## EXERCISE REQUIREMENTS
Copy each line from the data that has the word "when" in it.

(Saved data entries)
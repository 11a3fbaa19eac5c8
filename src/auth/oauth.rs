//! OAuth 2.0 refresh-token grant
//!
//! Posts `grant_type=refresh_token` to `{login_server}/services/oauth2/token`
//! and reads the JSON token response.

use async_trait::async_trait;
use reqwest::Client;
use secrecy::{ExposeSecret, SecretString};
use serde::{Deserialize, Serialize};
use tracing::debug;

use crate::auth::{RefreshRequest, TokenBundle, TokenRefreshService};
use crate::core::account::{KEY_CLIENT_ID, KEY_LOGIN_SERVER};
use crate::error::{CredentialError, RefreshFailure, Result};

/// Token endpoint path relative to the login server
const TOKEN_PATH: &str = "/services/oauth2/token";

/// Token response from the identity provider
#[derive(Debug, Deserialize)]
struct RefreshTokenResponse {
    access_token: String,
    /// Only sent when the provider rotates refresh tokens
    #[serde(default)]
    refresh_token: Option<String>,
    #[serde(default)]
    instance_url: Option<String>,
}

/// Error response from the identity provider
#[derive(Debug, Deserialize)]
struct ErrorResponse {
    error: String,
    #[serde(default)]
    error_description: Option<String>,
}

/// Refresh token request body
#[derive(Serialize)]
struct RefreshTokenRequest<'a> {
    grant_type: &'a str,
    client_id: &'a str,
    refresh_token: &'a str,
    format: &'a str,
}

/// Refresh service talking to an OAuth token endpoint
pub struct OAuthTokenEndpoint {
    client: Client,
    default_login_server: Option<String>,
}

impl OAuthTokenEndpoint {
    pub fn new() -> Self {
        Self {
            client: Client::new(),
            default_login_server: None,
        }
    }

    /// Login server used when the account does not record one
    pub fn with_default_login_server(mut self, login_server: Option<String>) -> Self {
        self.default_login_server = login_server;
        self
    }

    fn token_url(login_server: &str) -> String {
        format!("{}{}", login_server.trim_end_matches('/'), TOKEN_PATH)
    }
}

impl Default for OAuthTokenEndpoint {
    fn default() -> Self {
        Self::new()
    }
}

#[async_trait]
impl TokenRefreshService for OAuthTokenEndpoint {
    async fn request_token_refresh(&self, request: &RefreshRequest) -> Result<TokenBundle> {
        let login_server = request
            .login_server
            .as_deref()
            .or(self.default_login_server.as_deref())
            .ok_or(CredentialError::MissingField(KEY_LOGIN_SERVER))?;
        let client_id = request
            .client_id
            .as_deref()
            .ok_or(CredentialError::MissingField(KEY_CLIENT_ID))?;

        let body = RefreshTokenRequest {
            grant_type: "refresh_token",
            client_id,
            refresh_token: request.refresh_token.expose_secret(),
            format: "json",
        };

        debug!(account = %request.account, "Requesting new access token");
        let response = self
            .client
            .post(Self::token_url(login_server))
            .header("Accept", "application/json")
            .form(&body)
            .send()
            .await?;

        let status = response.status();
        let text = response.text().await?;

        if status.is_success() {
            if let Ok(token_response) = serde_json::from_str::<RefreshTokenResponse>(&text) {
                return Ok(TokenBundle {
                    access_token: SecretString::from(token_response.access_token),
                    refresh_token: token_response.refresh_token.map(SecretString::from),
                    instance_url: token_response.instance_url,
                });
            }
        }

        // Check for error response
        if let Ok(error_response) = serde_json::from_str::<ErrorResponse>(&text) {
            let reason = match error_response.error_description {
                Some(description) => format!("{}: {}", error_response.error, description),
                None => error_response.error,
            };
            return Err(RefreshFailure::Provider(reason).into());
        }

        Err(RefreshFailure::Provider(format!(
            "Invalid response from token endpoint (HTTP {})",
            status
        ))
        .into())
    }
}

## OUTPUT
    /// Only sent when the provider rotates refresh tokens
    /// Login server used when the account does not record one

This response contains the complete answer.